##### SOURCE DATA

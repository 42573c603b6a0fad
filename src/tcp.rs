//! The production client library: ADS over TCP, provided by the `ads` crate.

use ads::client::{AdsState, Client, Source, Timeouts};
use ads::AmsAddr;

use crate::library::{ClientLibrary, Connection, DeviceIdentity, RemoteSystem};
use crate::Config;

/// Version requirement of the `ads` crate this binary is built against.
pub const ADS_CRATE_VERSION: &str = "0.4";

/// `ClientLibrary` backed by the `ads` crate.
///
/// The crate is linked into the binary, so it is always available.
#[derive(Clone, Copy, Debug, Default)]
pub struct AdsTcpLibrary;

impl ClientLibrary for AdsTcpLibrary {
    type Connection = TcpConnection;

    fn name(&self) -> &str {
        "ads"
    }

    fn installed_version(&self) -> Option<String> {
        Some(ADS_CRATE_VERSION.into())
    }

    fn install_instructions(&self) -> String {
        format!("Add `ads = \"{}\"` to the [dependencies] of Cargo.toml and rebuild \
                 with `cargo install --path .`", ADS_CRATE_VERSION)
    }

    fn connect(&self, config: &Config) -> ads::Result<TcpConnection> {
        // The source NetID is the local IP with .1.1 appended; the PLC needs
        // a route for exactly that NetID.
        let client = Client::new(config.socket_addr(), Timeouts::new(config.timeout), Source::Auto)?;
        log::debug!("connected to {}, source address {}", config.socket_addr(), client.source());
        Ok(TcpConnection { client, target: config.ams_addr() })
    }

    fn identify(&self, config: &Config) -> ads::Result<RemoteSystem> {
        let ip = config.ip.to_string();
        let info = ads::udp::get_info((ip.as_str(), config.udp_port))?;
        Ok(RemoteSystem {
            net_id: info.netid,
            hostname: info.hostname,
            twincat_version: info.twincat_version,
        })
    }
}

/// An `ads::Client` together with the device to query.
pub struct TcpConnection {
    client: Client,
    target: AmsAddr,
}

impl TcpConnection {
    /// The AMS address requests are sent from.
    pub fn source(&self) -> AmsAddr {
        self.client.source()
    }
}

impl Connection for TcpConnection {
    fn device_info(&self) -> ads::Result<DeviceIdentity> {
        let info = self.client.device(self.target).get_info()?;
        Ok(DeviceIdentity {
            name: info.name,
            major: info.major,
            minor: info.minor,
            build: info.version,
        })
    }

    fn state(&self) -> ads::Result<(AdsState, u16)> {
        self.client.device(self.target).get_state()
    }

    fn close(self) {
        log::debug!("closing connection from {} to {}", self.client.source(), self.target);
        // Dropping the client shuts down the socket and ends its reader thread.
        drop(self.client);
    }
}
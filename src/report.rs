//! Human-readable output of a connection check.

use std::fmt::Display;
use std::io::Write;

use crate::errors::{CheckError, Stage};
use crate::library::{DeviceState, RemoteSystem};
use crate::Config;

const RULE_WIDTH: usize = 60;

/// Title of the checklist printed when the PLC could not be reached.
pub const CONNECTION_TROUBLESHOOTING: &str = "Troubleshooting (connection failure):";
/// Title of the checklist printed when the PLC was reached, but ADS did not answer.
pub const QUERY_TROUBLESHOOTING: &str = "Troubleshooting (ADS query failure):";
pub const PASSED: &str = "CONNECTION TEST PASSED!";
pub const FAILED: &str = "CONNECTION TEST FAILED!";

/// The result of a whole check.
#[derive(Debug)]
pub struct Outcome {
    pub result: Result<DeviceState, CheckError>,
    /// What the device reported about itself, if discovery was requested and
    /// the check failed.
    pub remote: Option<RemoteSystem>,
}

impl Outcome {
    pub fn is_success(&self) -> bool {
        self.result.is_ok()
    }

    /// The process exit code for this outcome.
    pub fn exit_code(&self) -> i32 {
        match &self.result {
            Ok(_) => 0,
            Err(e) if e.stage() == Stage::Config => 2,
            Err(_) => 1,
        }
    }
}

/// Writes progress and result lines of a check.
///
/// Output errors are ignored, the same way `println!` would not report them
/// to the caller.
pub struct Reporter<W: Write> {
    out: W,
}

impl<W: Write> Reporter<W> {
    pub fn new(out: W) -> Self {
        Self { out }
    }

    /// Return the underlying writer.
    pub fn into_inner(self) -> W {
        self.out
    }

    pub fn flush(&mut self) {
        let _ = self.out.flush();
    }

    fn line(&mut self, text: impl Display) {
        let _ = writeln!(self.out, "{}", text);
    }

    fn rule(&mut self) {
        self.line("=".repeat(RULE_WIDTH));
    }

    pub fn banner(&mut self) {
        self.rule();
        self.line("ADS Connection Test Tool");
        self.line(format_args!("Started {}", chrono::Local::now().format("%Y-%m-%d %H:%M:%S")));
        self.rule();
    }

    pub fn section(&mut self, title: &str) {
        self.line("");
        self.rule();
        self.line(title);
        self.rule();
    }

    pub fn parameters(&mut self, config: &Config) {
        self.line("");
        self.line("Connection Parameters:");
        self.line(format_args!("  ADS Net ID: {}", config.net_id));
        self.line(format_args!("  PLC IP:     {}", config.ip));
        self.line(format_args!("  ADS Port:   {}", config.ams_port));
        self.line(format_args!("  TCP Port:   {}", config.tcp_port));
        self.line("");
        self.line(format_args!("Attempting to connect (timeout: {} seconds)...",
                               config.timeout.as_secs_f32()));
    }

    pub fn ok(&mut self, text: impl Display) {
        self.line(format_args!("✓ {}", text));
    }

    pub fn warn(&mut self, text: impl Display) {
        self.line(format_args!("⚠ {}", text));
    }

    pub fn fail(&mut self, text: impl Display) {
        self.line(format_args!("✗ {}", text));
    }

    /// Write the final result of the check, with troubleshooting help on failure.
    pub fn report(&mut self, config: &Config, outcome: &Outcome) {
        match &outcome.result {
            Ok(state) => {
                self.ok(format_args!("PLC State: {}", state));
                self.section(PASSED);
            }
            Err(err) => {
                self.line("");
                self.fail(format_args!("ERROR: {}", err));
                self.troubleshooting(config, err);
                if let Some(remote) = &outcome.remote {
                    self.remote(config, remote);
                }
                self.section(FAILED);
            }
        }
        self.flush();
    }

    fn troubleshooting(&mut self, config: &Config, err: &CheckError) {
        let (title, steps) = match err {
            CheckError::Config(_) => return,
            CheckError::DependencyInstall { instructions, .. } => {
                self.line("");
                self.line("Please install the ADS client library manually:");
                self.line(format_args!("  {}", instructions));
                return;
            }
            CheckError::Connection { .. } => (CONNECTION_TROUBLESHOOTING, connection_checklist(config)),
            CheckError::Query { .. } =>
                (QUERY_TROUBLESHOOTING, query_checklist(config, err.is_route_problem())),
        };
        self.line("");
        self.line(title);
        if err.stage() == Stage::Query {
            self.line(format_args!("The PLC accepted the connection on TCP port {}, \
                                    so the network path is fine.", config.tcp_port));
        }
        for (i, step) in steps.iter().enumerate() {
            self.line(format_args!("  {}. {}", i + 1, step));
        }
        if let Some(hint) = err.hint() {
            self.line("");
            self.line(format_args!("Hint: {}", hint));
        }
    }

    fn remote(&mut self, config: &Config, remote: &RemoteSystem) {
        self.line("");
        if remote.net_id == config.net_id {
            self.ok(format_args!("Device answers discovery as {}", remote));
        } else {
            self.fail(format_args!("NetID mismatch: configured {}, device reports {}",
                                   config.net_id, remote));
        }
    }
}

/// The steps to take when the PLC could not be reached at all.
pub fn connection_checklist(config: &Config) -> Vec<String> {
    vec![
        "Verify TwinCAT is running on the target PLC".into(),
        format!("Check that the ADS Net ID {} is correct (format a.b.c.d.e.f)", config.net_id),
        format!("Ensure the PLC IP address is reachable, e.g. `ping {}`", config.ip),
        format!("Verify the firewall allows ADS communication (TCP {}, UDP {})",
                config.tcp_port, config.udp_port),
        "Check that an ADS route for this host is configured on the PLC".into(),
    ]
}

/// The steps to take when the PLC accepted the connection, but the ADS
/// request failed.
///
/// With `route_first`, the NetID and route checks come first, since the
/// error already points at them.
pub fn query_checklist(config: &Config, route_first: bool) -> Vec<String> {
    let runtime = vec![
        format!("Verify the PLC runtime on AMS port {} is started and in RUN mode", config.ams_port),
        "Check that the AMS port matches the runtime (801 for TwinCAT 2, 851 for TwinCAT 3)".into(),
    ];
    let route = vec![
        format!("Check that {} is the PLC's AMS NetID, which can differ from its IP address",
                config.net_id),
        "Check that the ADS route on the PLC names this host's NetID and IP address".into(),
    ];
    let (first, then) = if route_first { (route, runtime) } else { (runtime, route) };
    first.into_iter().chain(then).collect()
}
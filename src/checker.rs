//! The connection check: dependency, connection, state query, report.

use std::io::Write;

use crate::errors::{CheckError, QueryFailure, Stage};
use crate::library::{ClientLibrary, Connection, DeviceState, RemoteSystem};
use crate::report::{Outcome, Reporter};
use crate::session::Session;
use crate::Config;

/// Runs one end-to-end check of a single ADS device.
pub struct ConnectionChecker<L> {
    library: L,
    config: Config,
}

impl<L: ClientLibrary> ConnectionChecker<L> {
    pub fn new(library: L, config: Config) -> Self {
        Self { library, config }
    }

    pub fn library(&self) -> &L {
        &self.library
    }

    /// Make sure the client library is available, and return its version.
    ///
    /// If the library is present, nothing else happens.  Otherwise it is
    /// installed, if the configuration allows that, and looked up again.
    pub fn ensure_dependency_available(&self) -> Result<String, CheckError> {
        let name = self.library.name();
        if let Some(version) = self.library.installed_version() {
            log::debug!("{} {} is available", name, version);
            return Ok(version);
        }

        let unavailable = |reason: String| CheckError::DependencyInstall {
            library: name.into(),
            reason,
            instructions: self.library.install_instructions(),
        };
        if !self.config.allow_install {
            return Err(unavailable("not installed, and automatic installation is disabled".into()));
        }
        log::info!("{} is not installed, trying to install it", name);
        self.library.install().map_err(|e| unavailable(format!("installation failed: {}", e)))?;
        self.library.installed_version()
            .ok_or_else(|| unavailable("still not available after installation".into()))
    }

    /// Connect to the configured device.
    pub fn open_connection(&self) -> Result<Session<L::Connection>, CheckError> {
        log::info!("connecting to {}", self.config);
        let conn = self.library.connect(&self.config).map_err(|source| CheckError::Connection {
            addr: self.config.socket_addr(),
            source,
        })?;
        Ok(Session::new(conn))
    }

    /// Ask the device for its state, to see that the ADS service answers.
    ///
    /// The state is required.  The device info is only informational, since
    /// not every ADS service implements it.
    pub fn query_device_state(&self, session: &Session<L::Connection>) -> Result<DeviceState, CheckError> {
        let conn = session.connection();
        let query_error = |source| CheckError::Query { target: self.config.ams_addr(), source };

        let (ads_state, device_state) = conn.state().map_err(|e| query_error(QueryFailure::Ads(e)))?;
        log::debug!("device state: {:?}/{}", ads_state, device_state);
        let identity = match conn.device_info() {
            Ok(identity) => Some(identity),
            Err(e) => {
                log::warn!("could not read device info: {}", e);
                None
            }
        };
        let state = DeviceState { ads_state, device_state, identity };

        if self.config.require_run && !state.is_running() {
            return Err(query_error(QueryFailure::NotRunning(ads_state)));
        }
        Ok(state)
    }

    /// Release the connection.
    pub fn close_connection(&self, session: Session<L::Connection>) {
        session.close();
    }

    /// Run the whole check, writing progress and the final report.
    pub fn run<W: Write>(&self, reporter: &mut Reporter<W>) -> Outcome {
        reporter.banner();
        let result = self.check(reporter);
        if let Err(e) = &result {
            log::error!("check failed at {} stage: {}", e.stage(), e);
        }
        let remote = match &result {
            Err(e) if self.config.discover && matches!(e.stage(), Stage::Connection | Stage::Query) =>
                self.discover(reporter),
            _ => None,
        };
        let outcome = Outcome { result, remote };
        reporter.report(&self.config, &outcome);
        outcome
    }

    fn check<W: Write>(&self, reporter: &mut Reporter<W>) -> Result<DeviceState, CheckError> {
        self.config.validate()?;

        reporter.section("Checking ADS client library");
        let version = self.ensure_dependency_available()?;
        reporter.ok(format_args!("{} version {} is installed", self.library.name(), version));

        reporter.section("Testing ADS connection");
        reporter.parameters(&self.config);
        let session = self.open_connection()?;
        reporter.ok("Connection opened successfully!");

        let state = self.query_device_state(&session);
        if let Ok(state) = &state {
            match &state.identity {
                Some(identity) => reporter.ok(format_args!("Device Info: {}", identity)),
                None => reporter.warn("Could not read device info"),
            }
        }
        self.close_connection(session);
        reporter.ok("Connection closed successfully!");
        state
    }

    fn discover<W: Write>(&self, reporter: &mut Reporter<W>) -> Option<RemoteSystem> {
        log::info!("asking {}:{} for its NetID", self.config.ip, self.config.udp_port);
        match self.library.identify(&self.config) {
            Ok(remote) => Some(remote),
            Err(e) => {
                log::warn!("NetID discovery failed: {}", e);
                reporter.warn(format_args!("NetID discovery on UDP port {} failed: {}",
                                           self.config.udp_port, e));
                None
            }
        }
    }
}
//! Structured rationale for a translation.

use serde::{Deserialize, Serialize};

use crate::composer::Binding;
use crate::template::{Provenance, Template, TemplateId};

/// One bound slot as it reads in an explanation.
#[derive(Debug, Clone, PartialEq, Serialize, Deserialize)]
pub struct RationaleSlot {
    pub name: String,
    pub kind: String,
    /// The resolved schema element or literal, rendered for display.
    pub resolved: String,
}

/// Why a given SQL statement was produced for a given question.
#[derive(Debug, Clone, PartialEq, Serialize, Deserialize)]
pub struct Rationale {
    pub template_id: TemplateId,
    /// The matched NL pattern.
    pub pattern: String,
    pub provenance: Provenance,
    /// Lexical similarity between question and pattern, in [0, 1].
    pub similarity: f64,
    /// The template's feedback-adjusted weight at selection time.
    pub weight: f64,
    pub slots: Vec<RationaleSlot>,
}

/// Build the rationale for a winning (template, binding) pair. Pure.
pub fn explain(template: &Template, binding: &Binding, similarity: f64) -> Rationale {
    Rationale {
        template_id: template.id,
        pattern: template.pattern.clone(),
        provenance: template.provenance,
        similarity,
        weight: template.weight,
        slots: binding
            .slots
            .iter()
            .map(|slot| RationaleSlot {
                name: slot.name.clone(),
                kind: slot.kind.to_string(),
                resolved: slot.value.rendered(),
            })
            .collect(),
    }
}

##########

▶ **THE PROBLEM**
Show every line of the records above that contains the word "None".

▶ **YOUR SOLUTION**
                None
            _ => None,
                None => reporter.warn("Could not read device info"),
                None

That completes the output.